- _Exercise brief_
Since each line must match the original, copy out the records with no differences at all.

- _Dataset records_
>>>>>
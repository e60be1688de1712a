//! HTTP API.
//!
//! Every route runs one query against the store and reshapes the result into JSON.

use crate::app_state::{AppState, SharedAppState};
use crate::error::BiodiversityError;
use crate::metrics::{metrics_handler, record_response_metrics, request_counter};
use crate::models::{MetadataPath, SampleMetadata, SamplePath, SampleVector};
use crate::operations;
use crate::validated_path::ValidatedPath;

use axum::{
    extract::State,
    response::Html,
    routing::get,
    Json, Router,
};
use std::collections::BTreeMap;
use std::sync::Arc;
use tower::Layer;
use tower_http::normalize_path::{NormalizePath, NormalizePathLayer};
use tower_http::trace::TraceLayer;

/// Dashboard page served at `/`.
static INDEX_HTML: &str = include_str!("../templates/index.html");

/// Service type exposed by [service].
pub type Service = NormalizePath<Router>;

/// Returns a [axum::Router] with all routes.
///
/// # Arguments
///
/// * `state`: Shared application state
pub fn router(state: SharedAppState) -> Router {
    Router::new()
        .route("/", get(index))
        .route("/names", get(names))
        .route("/otu", get(otu))
        .route("/otu/catalog", get(otu_catalog))
        .route("/metadata/:sample", get(sample_metadata))
        .route("/wfreq/:sample", get(sample_wfreq))
        .route("/samples/:sample", get(samples))
        .route("/metrics", get(metrics_handler))
        .layer(
            TraceLayer::new_for_http()
                .on_request(request_counter)
                .on_response(record_response_metrics),
        )
        .with_state(state)
}

/// Returns a [Service] with all routes, that strips trailing slashes before routing.
///
/// # Arguments
///
/// * `state`: Application state
pub fn service(state: AppState) -> Service {
    NormalizePathLayer::trim_trailing_slash().layer(router(Arc::new(state)))
}

/// Dashboard homepage.
async fn index() -> Html<&'static str> {
    Html(INDEX_HTML)
}

/// List of sample names, in column order of the count matrix.
#[tracing::instrument(skip(state))]
async fn names(
    State(state): State<SharedAppState>,
) -> Result<Json<Vec<String>>, BiodiversityError> {
    let columns = state.db.sample_columns().await?;
    Ok(Json(operations::sample_names(&columns)))
}

/// List of taxonomic unit descriptions.
#[tracing::instrument(skip(state))]
async fn otu(
    State(state): State<SharedAppState>,
) -> Result<Json<Vec<Option<String>>>, BiodiversityError> {
    Ok(Json(state.db.otu_descriptions().await?))
}

/// Taxonomic unit descriptions keyed by `otu_id`.
#[tracing::instrument(skip(state))]
async fn otu_catalog(
    State(state): State<SharedAppState>,
) -> Result<Json<BTreeMap<i64, Option<String>>>, BiodiversityError> {
    let catalog = state.db.otu_catalog().await?;
    Ok(Json(catalog.into_iter().collect()))
}

/// Metadata for a given sample.
#[tracing::instrument(skip(state))]
async fn sample_metadata(
    State(state): State<SharedAppState>,
    ValidatedPath(path): ValidatedPath<MetadataPath>,
) -> Result<Json<SampleMetadata>, BiodiversityError> {
    let sample_id = path.sample_id()?;
    let rows = state.db.sample_metadata(sample_id).await?;
    Ok(Json(operations::sample_metadata(&path.sample, rows)?))
}

/// Weekly washing frequency of a given sample, as an integer.
#[tracing::instrument(skip(state))]
async fn sample_wfreq(
    State(state): State<SharedAppState>,
    ValidatedPath(path): ValidatedPath<MetadataPath>,
) -> Result<Json<i64>, BiodiversityError> {
    let sample_id = path.sample_id()?;
    let values = state.db.wash_frequencies(sample_id).await?;
    Ok(Json(operations::wash_frequency(&path.sample, values)?))
}

/// Taxonomic units with more than one count in a given sample, largest first.
///
/// Responds with a single-element list for compatibility with the dashboard.
#[tracing::instrument(skip(state))]
async fn samples(
    State(state): State<SharedAppState>,
    ValidatedPath(path): ValidatedPath<SamplePath>,
) -> Result<Json<[SampleVector; 1]>, BiodiversityError> {
    let rows = state.db.sample_counts(&path.sample).await?;
    Ok(Json([operations::sample_vector(rows)]))
}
<<<<<
- _Exercise result_
repository e60be1688de1712a
//! HTTP API.
//!
//! Every route runs one query against the store and reshapes the result into JSON.

use crate::app_state::{AppState, SharedAppState};
use crate::error::BiodiversityError;
use crate::metrics::{metrics_handler, record_response_metrics, request_counter};
use crate::models::{MetadataPath, SampleMetadata, SamplePath, SampleVector};
use crate::operations;
use crate::validated_path::ValidatedPath;

use axum::{
    extract::State,
    response::Html,
    routing::get,
    Json, Router,
};
use std::collections::BTreeMap;
use std::sync::Arc;
use tower::Layer;
use tower_http::normalize_path::{NormalizePath, NormalizePathLayer};
use tower_http::trace::TraceLayer;

/// Dashboard page served at `/`.
static INDEX_HTML: &str = include_str!("../templates/index.html");

/// Service type exposed by [service].
pub type Service = NormalizePath<Router>;

/// Returns a [axum::Router] with all routes.
///
/// # Arguments
///
/// * `state`: Shared application state
pub fn router(state: SharedAppState) -> Router {
    Router::new()
        .route("/", get(index))
        .route("/names", get(names))
        .route("/otu", get(otu))
        .route("/otu/catalog", get(otu_catalog))
        .route("/metadata/:sample", get(sample_metadata))
        .route("/wfreq/:sample", get(sample_wfreq))
        .route("/samples/:sample", get(samples))
        .route("/metrics", get(metrics_handler))
        .layer(
            TraceLayer::new_for_http()
                .on_request(request_counter)
                .on_response(record_response_metrics),
        )
        .with_state(state)
}

/// Returns a [Service] with all routes, that strips trailing slashes before routing.
///
/// # Arguments
///
/// * `state`: Application state
pub fn service(state: AppState) -> Service {
    NormalizePathLayer::trim_trailing_slash().layer(router(Arc::new(state)))
}

/// Dashboard homepage.
async fn index() -> Html<&'static str> {
    Html(INDEX_HTML)
}

/// List of sample names, in column order of the count matrix.
#[tracing::instrument(skip(state))]
async fn names(
    State(state): State<SharedAppState>,
) -> Result<Json<Vec<String>>, BiodiversityError> {
    let columns = state.db.sample_columns().await?;
    Ok(Json(operations::sample_names(&columns)))
}

/// List of taxonomic unit descriptions.
#[tracing::instrument(skip(state))]
async fn otu(
    State(state): State<SharedAppState>,
) -> Result<Json<Vec<Option<String>>>, BiodiversityError> {
    Ok(Json(state.db.otu_descriptions().await?))
}

/// Taxonomic unit descriptions keyed by `otu_id`.
#[tracing::instrument(skip(state))]
async fn otu_catalog(
    State(state): State<SharedAppState>,
) -> Result<Json<BTreeMap<i64, Option<String>>>, BiodiversityError> {
    let catalog = state.db.otu_catalog().await?;
    Ok(Json(catalog.into_iter().collect()))
}

/// Metadata for a given sample.
#[tracing::instrument(skip(state))]
async fn sample_metadata(
    State(state): State<SharedAppState>,
    ValidatedPath(path): ValidatedPath<MetadataPath>,
) -> Result<Json<SampleMetadata>, BiodiversityError> {
    let sample_id = path.sample_id()?;
    let rows = state.db.sample_metadata(sample_id).await?;
    Ok(Json(operations::sample_metadata(&path.sample, rows)?))
}

/// Weekly washing frequency of a given sample, as an integer.
#[tracing::instrument(skip(state))]
async fn sample_wfreq(
    State(state): State<SharedAppState>,
    ValidatedPath(path): ValidatedPath<MetadataPath>,
) -> Result<Json<i64>, BiodiversityError> {
    let sample_id = path.sample_id()?;
    let values = state.db.wash_frequencies(sample_id).await?;
    Ok(Json(operations::wash_frequency(&path.sample, values)?))
}

/// Taxonomic units with more than one count in a given sample, largest first.
///
/// Responds with a single-element list for compatibility with the dashboard.
#[tracing::instrument(skip(state))]
async fn samples(
    State(state): State<SharedAppState>,
    ValidatedPath(path): ValidatedPath<SamplePath>,
) -> Result<Json<[SampleVector; 1]>, BiodiversityError> {
    let rows = state.db.sample_counts(&path.sample).await?;
    Ok(Json([operations::sample_vector(rows)]))
}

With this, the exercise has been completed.